Il maggiore Roman Kushnir si guardava allo specchio come ogni mattina, controllando la piega della divisa. I bottoni lucidi, la cravatta dritta, il colletto inamovibile. Tutto doveva essere in ordine. Era la sola cosa che ancora lo fosse. Negli anni di guerra aveva imparato a mantenere un’apparenza di compostezza, come se la disciplina potesse contenere il caos. Ma dentro, da tempo, sentiva scricchiolare tutto.
Aveva imparato a non pensare troppo, a eseguire soltanto.

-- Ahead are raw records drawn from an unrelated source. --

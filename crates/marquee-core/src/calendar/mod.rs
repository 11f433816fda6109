//! Calendar aggregation engine.
//!
//! `CalendarView` owns the visible navigation month and produces the
//! ordered day view-model sequence covering that month plus the leading
//! and trailing days needed to complete Monday-first calendar weeks.
//!
//! The view is a read-side cache over the injected store, not a source of
//! truth. It re-derives everything from one store snapshot per refresh:
//! booked counts are recomputed from scratch, never incrementally. Like
//! the rest of the core it runs no threads of its own -- the caller
//! drives a periodic `tick()` to pick up out-of-band writes, and an
//! external "data changed" notification maps to `mark_dirty()`.

use std::sync::Arc;

use chrono::{Datelike, Days, Local, Months, NaiveDate};
use serde::{Deserialize, Serialize};

use crate::availability::{booked_count, waitlist_counts};
use crate::error::Result;
use crate::projector::{project_day, DayViewModel, Role};
use crate::store::CalendarStore;

/// How the day sequence is presented. Carries no business logic; the same
/// sequence feeds both presentations.
#[derive(Debug, Clone, Copy, PartialEq, Eq, Serialize, Deserialize)]
#[serde(rename_all = "lowercase")]
pub enum ViewMode {
    Grid,
    Agenda,
}

/// Poll cadence for out-of-band writers that emit no notifications.
pub const DEFAULT_POLL_INTERVAL_MS: u64 = 5_000;

/// Role-aware month view over the shared store.
pub struct CalendarView {
    store: Arc<dyn CalendarStore>,
    role: Role,
    /// First day of the navigated month.
    month: NaiveDate,
    view_mode: ViewMode,
    dense: bool,
    days: Vec<DayViewModel>,
    dirty: bool,
    poll_interval_ms: u64,
    last_refresh_epoch_ms: Option<u64>,
}

impl CalendarView {
    /// Create a view anchored to today's month and populate it.
    pub fn new(store: Arc<dyn CalendarStore>, role: Role) -> Result<Self> {
        let today = Local::now().date_naive();
        Self::anchored(store, role, today)
    }

    /// Create a view anchored to an explicit "today" (deterministic for
    /// tests and for callers that manage their own clock).
    pub fn anchored(store: Arc<dyn CalendarStore>, role: Role, today: NaiveDate) -> Result<Self> {
        let mut view = Self {
            store,
            role,
            month: first_of_month(today),
            view_mode: ViewMode::Grid,
            dense: false,
            days: Vec::new(),
            dirty: false,
            poll_interval_ms: DEFAULT_POLL_INTERVAL_MS,
            last_refresh_epoch_ms: None,
        };
        view.refresh_for(today)?;
        Ok(view)
    }

    // ── Queries ──────────────────────────────────────────────────────

    pub fn role(&self) -> Role {
        self.role
    }

    /// First day of the navigated month.
    pub fn month(&self) -> NaiveDate {
        self.month
    }

    pub fn view_mode(&self) -> ViewMode {
        self.view_mode
    }

    pub fn dense(&self) -> bool {
        self.dense
    }

    /// The full grid sequence: whole Monday-first weeks covering the
    /// navigated month.
    pub fn days(&self) -> &[DayViewModel] {
        &self.days
    }

    /// The agenda slice of the same sequence: in-month days that carry a
    /// visible event.
    pub fn agenda(&self) -> Vec<&DayViewModel> {
        self.days
            .iter()
            .filter(|d| d.in_window && d.event.is_some())
            .collect()
    }

    // ── Navigation / presentation state ──────────────────────────────

    /// Shift the window by whole months. Unbounded in both directions;
    /// out-of-range chrono arithmetic leaves the window unchanged.
    pub fn navigate(&mut self, delta: i32) -> Result<()> {
        let shifted = if delta >= 0 {
            self.month.checked_add_months(Months::new(delta as u32))
        } else {
            self.month
                .checked_sub_months(Months::new(delta.unsigned_abs()))
        };
        if let Some(month) = shifted {
            self.month = first_of_month(month);
        }
        self.refresh()
    }

    pub fn set_view_mode(&mut self, mode: ViewMode) {
        self.view_mode = mode;
    }

    pub fn set_dense(&mut self, dense: bool) {
        self.dense = dense;
    }

    pub fn set_poll_interval_ms(&mut self, interval_ms: u64) {
        self.poll_interval_ms = interval_ms;
    }

    // ── Re-derivation ────────────────────────────────────────────────

    /// External "data changed" notification: re-derive on the next tick.
    pub fn mark_dirty(&mut self) {
        self.dirty = true;
    }

    /// Caller-driven poll. Refreshes when dirty or when the poll interval
    /// has elapsed; returns whether a refresh ran. Dropping the view is
    /// the only teardown -- there is no timer to stop.
    pub fn tick(&mut self) -> Result<bool> {
        let now = now_ms();
        let due = match self.last_refresh_epoch_ms {
            Some(last) => now.saturating_sub(last) >= self.poll_interval_ms,
            None => true,
        };
        if self.dirty || due {
            self.refresh()?;
            return Ok(true);
        }
        Ok(false)
    }

    /// Re-read all three collections and regenerate every day view-model
    /// in the window. Idempotent: with no intervening store mutation two
    /// refreshes derive identical sequences from identical snapshots.
    pub fn refresh(&mut self) -> Result<()> {
        self.refresh_for(Local::now().date_naive())
    }

    /// Refresh against an explicit local calendar date.
    pub fn refresh_for(&mut self, today: NaiveDate) -> Result<()> {
        let snapshot = self.store.snapshot()?;
        let waitlist = waitlist_counts(&snapshot.waitlist);

        let mut days = Vec::new();
        for date in grid_range(self.month) {
            let event = snapshot.event_on(date);
            let booked = match event {
                Some(e) if e.is_show() => booked_count(&snapshot.reservations, date),
                _ => 0,
            };
            let pending = waitlist.get(&date).copied().unwrap_or(0);
            days.push(project_day(
                date,
                today,
                date.month() == self.month.month() && date.year() == self.month.year(),
                event,
                booked,
                pending,
                self.role,
            ));
        }

        self.days = days;
        self.dirty = false;
        self.last_refresh_epoch_ms = Some(now_ms());
        Ok(())
    }
}

/// All dates of the Monday-first week grid covering `month`.
fn grid_range(month: NaiveDate) -> impl Iterator<Item = NaiveDate> {
    let first = first_of_month(month);
    let last = last_of_month(month);
    let lead = u64::from(first.weekday().num_days_from_monday());
    let trail = u64::from(6 - last.weekday().num_days_from_monday());
    let start = first.checked_sub_days(Days::new(lead)).unwrap_or(first);
    let end = last.checked_add_days(Days::new(trail)).unwrap_or(last);
    start.iter_days().take_while(move |d| *d <= end)
}

fn first_of_month(date: NaiveDate) -> NaiveDate {
    date.with_day(1).unwrap_or(date)
}

fn last_of_month(date: NaiveDate) -> NaiveDate {
    let first = first_of_month(date);
    first
        .checked_add_months(Months::new(1))
        .and_then(|next| next.checked_sub_days(Days::new(1)))
        .unwrap_or(first)
}

fn now_ms() -> u64 {
    std::time::SystemTime::now()
        .duration_since(std::time::UNIX_EPOCH)
        .unwrap_or_default()
        .as_millis() as u64
}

Il suo incarico, come recitava l’ordine scritto, era “d’onore”: comunicare ai familiari la morte dei loro figli sul campo. Nessuno voleva farlo, e così l’onore era toccato a lui. All’inizio si era illuso di saper reggere, di potersi blindare dietro il tono fermo e la formula d’ordinanza. Poi erano cominciati gli incubi, le voci, gli sguardi vuoti dei parenti che tornavano a trovarlo di notte. Ogni viso che aveva visto piangere lo aspettava, muto, dietro le palpebre.
Quando bussava alle porte, le madri lo riconoscevano subito. Bastava la divisa. La divisa e il suo volto sinceramente contrito. Alcune cadevano in ginocchio, altre lo fissavano come si guarda un animale che porta disgrazia. Lui restava fermo, poi bastavano poche parole. E sembrava che tutta l’aria fosse stata risucchiata in quella stanza. Tornava in caserma, si toglieva il cappello e si sedeva sulla branda in attesa del giorno successivo, con la schiena dritta e le mani sulle ginocchia. Un soldato della burocrazia del dolore.

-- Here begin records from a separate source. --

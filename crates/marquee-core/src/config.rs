//! TOML-based application configuration.
//!
//! Stores operator preferences:
//! - Path of the record store file
//! - Poll interval for the calendar view
//! - Default viewing role and dense display flag
//!
//! Configuration is stored at `~/.config/marquee/config.toml`.

use std::path::PathBuf;

use serde::{Deserialize, Serialize};

use crate::error::ConfigError;
use crate::projector::Role;

/// Application configuration.
///
/// Serialized to/from TOML at `~/.config/marquee/config.toml`.
#[derive(Debug, Clone, Serialize, Deserialize)]
pub struct Config {
    /// Record store file. Defaults to `records.json` in the data dir.
    #[serde(default)]
    pub store_path: Option<PathBuf>,
    #[serde(default = "default_poll_interval_secs")]
    pub poll_interval_secs: u64,
    #[serde(default = "default_role")]
    pub role: Role,
    #[serde(default)]
    pub dense: bool,
}

fn default_poll_interval_secs() -> u64 {
    5
}

fn default_role() -> Role {
    Role::Staff
}

impl Default for Config {
    fn default() -> Self {
        Self {
            store_path: None,
            poll_interval_secs: default_poll_interval_secs(),
            role: default_role(),
            dense: false,
        }
    }
}

impl Config {
    /// Load the config file, falling back to defaults if it is missing
    /// or unreadable.
    pub fn load_or_default() -> Self {
        Self::load().unwrap_or_default()
    }

    pub fn load() -> Result<Self, ConfigError> {
        let path = config_path()?;
        let content = std::fs::read_to_string(&path).map_err(|e| ConfigError::LoadFailed {
            path: path.clone(),
            message: e.to_string(),
        })?;
        toml::from_str(&content).map_err(|e| ConfigError::LoadFailed {
            path,
            message: e.to_string(),
        })
    }

    pub fn save(&self) -> Result<(), ConfigError> {
        let path = config_path()?;
        let content = toml::to_string_pretty(self).map_err(|e| ConfigError::SaveFailed {
            path: path.clone(),
            message: e.to_string(),
        })?;
        std::fs::write(&path, content).map_err(|e| ConfigError::SaveFailed {
            path,
            message: e.to_string(),
        })
    }

    /// The record store path, configured or defaulted.
    pub fn store_path(&self) -> Result<PathBuf, ConfigError> {
        match &self.store_path {
            Some(path) => Ok(path.clone()),
            None => Ok(data_dir()?.join("records.json")),
        }
    }
}

fn config_path() -> Result<PathBuf, ConfigError> {
    Ok(data_dir()?.join("config.toml"))
}

/// Returns `~/.config/marquee[-dev]/` based on MARQUEE_ENV.
///
/// Set MARQUEE_ENV=dev to use a development data directory.
pub fn data_dir() -> Result<PathBuf, ConfigError> {
    let base_dir = dirs::home_dir()
        .unwrap_or_else(|| PathBuf::from("."))
        .join(".config");

    let env = std::env::var("MARQUEE_ENV").unwrap_or_else(|_| "production".to_string());

    let dir = if env == "dev" {
        base_dir.join("marquee-dev")
    } else {
        base_dir.join("marquee")
    };

    std::fs::create_dir_all(&dir).map_err(|e| ConfigError::DataDir(e.to_string()))?;
    Ok(dir)
}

Negli ultimi mesi non dormiva quasi più. L’aria della caserma sapeva di carta e disinfettante, e ogni volta che passava davanti alla stanza dei dispacci gli sembrava di udire i singhiozzi filtrare dalle buste sigillate. Le lettere dei caduti arrivavano piegate con cura, ancora intrise dell’odore dei campi. Lui le consegnava una per una, ma non le leggeva mai. Il volto anonimo del caduto poteva essere per lui un antidoto. Ma non lo era mai.
Aveva chiesto di essere sollevato dall’incarico, ma l’ordine era arrivato firmato dal Comando Supremo. «Nessun altro è idoneo. Continui.» Aveva sorriso, quel giorno. Un sorriso secco, da militare. Poi aveva ripreso a fare il suo dovere. I giorni passavano quasi strisciando, come se il tempo stesso esitasse a scorrere in quel limbo di morte mediata.

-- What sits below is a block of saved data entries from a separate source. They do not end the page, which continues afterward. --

//! Conflict classification for candidate dates.
//!
//! Two independent conflict classes per date, always evaluated against
//! the current store snapshot: an event already occupying the date, and
//! live (non-cancelled, non-archived) bookings on the date. The booking
//! conflict carries the summed party size so the operator can see what a
//! forced overwrite would disturb.

use std::collections::BTreeMap;

use chrono::NaiveDate;
use serde::{Deserialize, Serialize};

use crate::store::StoreSnapshot;

/// Conflict state of one candidate date.
#[derive(Debug, Clone, Copy, Default, PartialEq, Eq, Serialize, Deserialize)]
pub struct DateConflict {
    /// An event already exists on this date.
    pub existing_event: bool,
    /// Summed party size of live bookings on this date. Zero means no
    /// booking conflict.
    pub blocking_party_total: u32,
}

impl DateConflict {
    pub fn has_bookings(&self) -> bool {
        self.blocking_party_total > 0
    }

    pub fn is_clean(&self) -> bool {
        !self.existing_event && !self.has_bookings()
    }
}

/// Classify every selected date against a snapshot.
pub fn classify_dates<'a>(
    dates: impl IntoIterator<Item = &'a NaiveDate>,
    snapshot: &StoreSnapshot,
) -> BTreeMap<NaiveDate, DateConflict> {
    let mut conflicts: BTreeMap<NaiveDate, DateConflict> = dates
        .into_iter()
        .map(|date| (*date, DateConflict::default()))
        .collect();

    for event in &snapshot.events {
        if let Some(conflict) = conflicts.get_mut(&event.date) {
            conflict.existing_event = true;
        }
    }
    for reservation in &snapshot.reservations {
        if reservation.status.blocks_overwrite() {
            if let Some(conflict) = conflicts.get_mut(&reservation.date) {
                conflict.blocking_party_total += reservation.party_size;
            }
        }
    }
    conflicts
}

#[cfg(test)]
mod tests {
    use super::*;
    use crate::model::{
        CalendarEvent, EventKind, EventTimes, Reservation, ReservationStatus, Visibility,
    };

    fn date(d: u32) -> NaiveDate {
        NaiveDate::from_ymd_opt(2024, 10, d).unwrap()
    }

    #[test]
    fn classifies_both_conflict_classes_independently() {
        let snapshot = StoreSnapshot {
            events: vec![CalendarEvent::new(
                date(1),
                EventKind::Show,
                Visibility::Public,
                EventTimes::default(),
            )],
            reservations: vec![
                Reservation::new(date(2), 4, ReservationStatus::Confirmed),
                Reservation::new(date(2), 2, ReservationStatus::Request),
                Reservation::new(date(2), 6, ReservationStatus::Cancelled),
            ],
            waitlist: Vec::new(),
        };
        let dates = [date(1), date(2), date(3)];
        let conflicts = classify_dates(&dates, &snapshot);

        let c1 = conflicts[&date(1)];
        assert!(c1.existing_event);
        assert!(!c1.has_bookings());

        // Requests still block; cancelled bookings do not.
        let c2 = conflicts[&date(2)];
        assert!(!c2.existing_event);
        assert_eq!(c2.blocking_party_total, 6);

        assert!(conflicts[&date(3)].is_clean());
    }
}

La mattina in cui tutto accadde volle uscire prima del solito. Il bombardamento notturno aveva lasciato molte comunicazioni da consegnare. Il vento soffiava basso, sollevando la polvere del cortile. Kushnir indossò il berretto e si avviò verso l’auto di servizio. Si fermò come suo solito davanti allo specchio del corridoio per dare un’ultima controllata alla divisa. Allungò la mano sulla maniglia della porta. Sentiva il brusio costante dentro la testa, come un motore che non si spegne mai.
Lo fermò un rumore di passi alle spalle. Il tenente Taran, l’unico sopravvissuto del gruppo originario deputato alle comunicazioni d’onore, era sull’attenti davanti a lui. Lo sguardo sfuggente, la mascella serrata. Kushnir lo fissò per un istante. Aveva provato rancore per quell’uomo e per tutti quelli che avevano abbandonato l’ingrato compito. Adesso, però, nel vederlo, provò un lampo di speranza. Forse finalmente si era reso conto ed era venuto a dargli l’insperato cambio.
«Riposo, tenente. Dica.»
Taran esitò. Deglutì, poi mormorò:
«Mi dispiace, signore… è per suo figlio.»
Kushnir si irrigidì. «Cosa c’entra mio figlio, adesso?»
«È caduto in azione. Sul fronte est.»
Per un attimo il maggiore non disse nulla. Continuò a guardarsi allo specchio dell’ingresso. Vide riflesso un volto che non riconosceva: il viso pallido, gli occhi svuotati, la bocca tremante. Lo stesso sguardo che aveva visto centinaia di volte nelle altre persone da lui visitate.
Il berretto gli cadde di mano. Fece un passo indietro, poi un altro. Le gambe gli cedettero. Provò a respirare, ma il respiro non venne.
Poi il maggiore Roman Kushnir si mise a urlare. Il suo mondo era all’improvviso andato in mille pezzi.